Gurli Johanna Carolina Åberg (14 September 1843, Stockholm - 2 July 1922, Stockholm), was a Swedish stage actress.

She was the half sister of Zelma Hedin. She was a student of the Royal Dramatic Training Academy 1858–60, made her debut at the Royal Dramatic Theatre in 1860 and was contracted as a premier actress there in 1862-68 and 1871–83, and at the Swedish Theatre in 1884–87. She was a student of Signe Hebbe. In 1870, she made a study trip to Paris, but was forced to interrupt in at the outbreak of the Franco-Prussian War. She made tours to Oslo in 1871, 1872 and 1883.

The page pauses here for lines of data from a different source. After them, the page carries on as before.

/// One submitted recipe. Rows are identified by position, there is no id.
#[derive(Debug, Clone, PartialEq, Eq)]
pub struct Recipe {
    pub title: String,
    pub image_uri: String,
}

impl Recipe {
    pub fn new(title: impl Into<String>, image_uri: impl Into<String>) -> Self {
        Self {
            title: title.into(),
            image_uri: image_uri.into(),
        }
    }
}
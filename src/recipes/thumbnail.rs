use eframe::egui::load::{LoadError, SizeHint, SizedTexture, TextureLoadResult, TexturePoll};
use eframe::egui::{Context, TextureOptions};

/// What a row shows in its image slot on this frame.
#[derive(Debug, Clone, Copy, PartialEq)]
pub enum Thumbnail {
    Loading,
    Ready(SizedTexture),
    Placeholder,
}

/// Source of row images. Implemented by the egui context, whose installed
/// loaders fetch and decode in the background and repaint once done.
pub trait ThumbnailLoader {
    fn poll(&self, uri: &str) -> TextureLoadResult;
}

impl ThumbnailLoader for Context {
    fn poll(&self, uri: &str) -> TextureLoadResult {
        self.try_load_texture(uri, TextureOptions::LINEAR, SizeHint::default())
    }
}

impl Thumbnail {
    pub fn from_poll(result: &Result<TexturePoll, LoadError>) -> Self {
        match result {
            Ok(TexturePoll::Ready { texture }) => Thumbnail::Ready(*texture),
            Ok(TexturePoll::Pending { .. }) => Thumbnail::Loading,
            Err(_) => Thumbnail::Placeholder,
        }
    }

    pub fn is_ready(&self) -> bool {
        matches!(self, Thumbnail::Ready(_))
    }
}
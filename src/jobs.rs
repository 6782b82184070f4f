use nix::errno::Errno;
use nix::sys::signal::{self, Signal};
use nix::sys::termios::Termios;
use nix::sys::wait::{self, WaitPidFlag, WaitStatus};
use nix::unistd::Pid;
use std::thread;
use std::time::Duration;
use tracing::{debug, warn};

use crate::error::Result;
use crate::signals::SignalMask;

pub type JobId = u64;

const HARVEST_ATTEMPTS: usize = 50;
const HARVEST_INTERVAL: Duration = Duration::from_millis(10);

/// One process of a job and the last state change seen for it.
#[derive(Debug, Clone, Copy, PartialEq, Eq)]
pub struct ProcessRecord {
    pub pid: Pid,
    /// Exit code, or the signal number if the process was killed or stopped.
    pub exit_or_signal: i32,
    pub signaled: bool,
    pub stopped: bool,
    pub completed: bool,
}

impl ProcessRecord {
    pub fn new(pid: Pid) -> Self {
        ProcessRecord {
            pid,
            exit_or_signal: 0,
            signaled: false,
            stopped: false,
            completed: false,
        }
    }

    /// Applies a status reported by `waitpid` for this process.
    pub fn update(&mut self, status: WaitStatus) {
        match status {
            WaitStatus::Exited(_, code) => {
                self.completed = true;
                self.stopped = false;
                self.signaled = false;
                self.exit_or_signal = code;
            }
            WaitStatus::Signaled(_, sig, _) => {
                self.completed = true;
                self.stopped = false;
                self.signaled = true;
                self.exit_or_signal = sig as i32;
            }
            WaitStatus::Stopped(_, sig) => {
                self.stopped = true;
                self.exit_or_signal = sig as i32;
            }
            WaitStatus::Continued(_) => self.stopped = false,
            _ => {}
        }
    }
}

/// Derived state of a whole job.
#[derive(Debug, Clone, Copy, PartialEq, Eq)]
pub enum JobState {
    Running,
    Stopped,
    Completed,
}

/// Represents one pipeline invocation.
#[derive(Debug)]
pub struct Job {
    pub id: JobId,
    /// `None` until the first stage is spawned.
    pub pgid: Option<Pid>,
    pub processes: Vec<ProcessRecord>,
    pub foreground: bool,
    pub notified: bool,
    pub saved_term_modes: Option<Termios>,
    pub display_text: String,
}

impl Job {
    pub fn new(display_text: impl Into<String>, foreground: bool) -> Self {
        Job {
            id: 0,
            pgid: None,
            processes: Vec::new(),
            foreground,
            notified: false,
            saved_term_modes: None,
            display_text: display_text.into(),
        }
    }

    pub fn state(&self) -> JobState {
        if self.processes.iter().all(|p| p.completed) {
            JobState::Completed
        } else if self.processes.iter().all(|p| p.completed || p.stopped) {
            JobState::Stopped
        } else {
            JobState::Running
        }
    }

    pub fn is_completed(&self) -> bool {
        self.state() == JobState::Completed
    }

    pub fn is_stopped(&self) -> bool {
        self.state() == JobState::Stopped
    }

    pub fn has_pid(&self, pid: Pid) -> bool {
        self.processes.iter().any(|p| p.pid == pid)
    }

    /// Records `status` against the matching process. Returns false if the
    /// pid is not part of this job.
    pub fn update(&mut self, status: WaitStatus) -> bool {
        let Some(pid) = status.pid() else {
            return false;
        };
        match self.processes.iter_mut().find(|p| p.pid == pid) {
            Some(record) => {
                record.update(status);
                debug!(job = self.id, pid = pid.as_raw(), ?status, "process state changed");
                true
            }
            None => false,
        }
    }

    /// Status of the last stage: exit code, or signal number if it was
    /// killed or stopped.
    pub fn last_status(&self) -> i32 {
        self.processes.last().map_or(0, |p| p.exit_or_signal)
    }

    /// Forgets stop state ahead of sending SIGCONT.
    pub fn mark_running(&mut self) {
        for p in self.processes.iter_mut().filter(|p| !p.completed) {
            p.stopped = false;
        }
        self.notified = false;
    }

    /// Sends `sig` to the whole process group.
    pub fn signal(&self, sig: Signal) -> nix::Result<()> {
        match self.pgid {
            Some(pgid) => signal::killpg(pgid, sig),
            None => Ok(()),
        }
    }

    /// The command as shown by `jobs` and in notifications.
    pub fn command_text(&self) -> String {
        if self.foreground {
            self.display_text.clone()
        } else {
            format!("{} &", self.display_text)
        }
    }

    fn state_word(&self) -> String {
        match self.state() {
            JobState::Running => "Running".into(),
            JobState::Stopped => "Stopped".into(),
            JobState::Completed => match self.processes.last() {
                Some(last) if last.signaled => match Signal::try_from(last.exit_or_signal) {
                    Ok(sig) => format!("Killed ({})", sig.as_str()),
                    Err(_) => format!("Killed ({})", last.exit_or_signal),
                },
                Some(last) if last.exit_or_signal != 0 => format!("Exit {}", last.exit_or_signal),
                _ => "Done".into(),
            },
        }
    }

    /// `[jid] (pgid) State command`
    pub fn status_line(&self) -> String {
        let pgid = self
            .pgid
            .map_or_else(|| "-".to_string(), |p| p.as_raw().to_string());
        format!(
            "[{}] ({}) {} {}",
            self.id,
            pgid,
            self.state_word(),
            self.command_text()
        )
    }
}

/// Which key a job lookup matches on.
#[derive(Debug, Clone, Copy, PartialEq, Eq)]
pub enum Lookup {
    Id(JobId),
    Pid(Pid),
    Pgid(Pid),
    /// The job with the highest id.
    MostRecent,
}

/// Restricts a lookup to jobs of a given kind.
#[derive(Debug, Clone, Copy, PartialEq, Eq)]
pub enum JobFilter {
    Any,
    Foreground,
    Background,
    Stopped,
}

impl JobFilter {
    fn accepts(self, job: &Job) -> bool {
        match self {
            JobFilter::Any => true,
            JobFilter::Foreground => job.foreground,
            JobFilter::Background => !job.foreground,
            JobFilter::Stopped => job.is_stopped(),
        }
    }
}

/// Manages the shell's active jobs, in insertion order.
#[derive(Debug)]
pub struct JobList {
    jobs: Vec<Job>,
    next_jid: JobId,
}

impl Default for JobList {
    fn default() -> Self {
        Self::new()
    }
}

Gurli Åberg was described as one of the most popular actors in Sweden of the 1870s and 1880s. She was a serious student in acting, noted for her professionalism, was said to be particularly talented within comedy, and likened to Augustine Brohan. Her performances where referred to as "Gullu Evenings" and she is noted to have been was given jewels by the audience. She was also noted for her beauty, and because of this she was often used as an ornament onstage, which reportedly made her frustrated and contributed to her resignation from the royal stage in 1883.

She married the engineer Carl Gustaf Fredrik Ulff in 1883.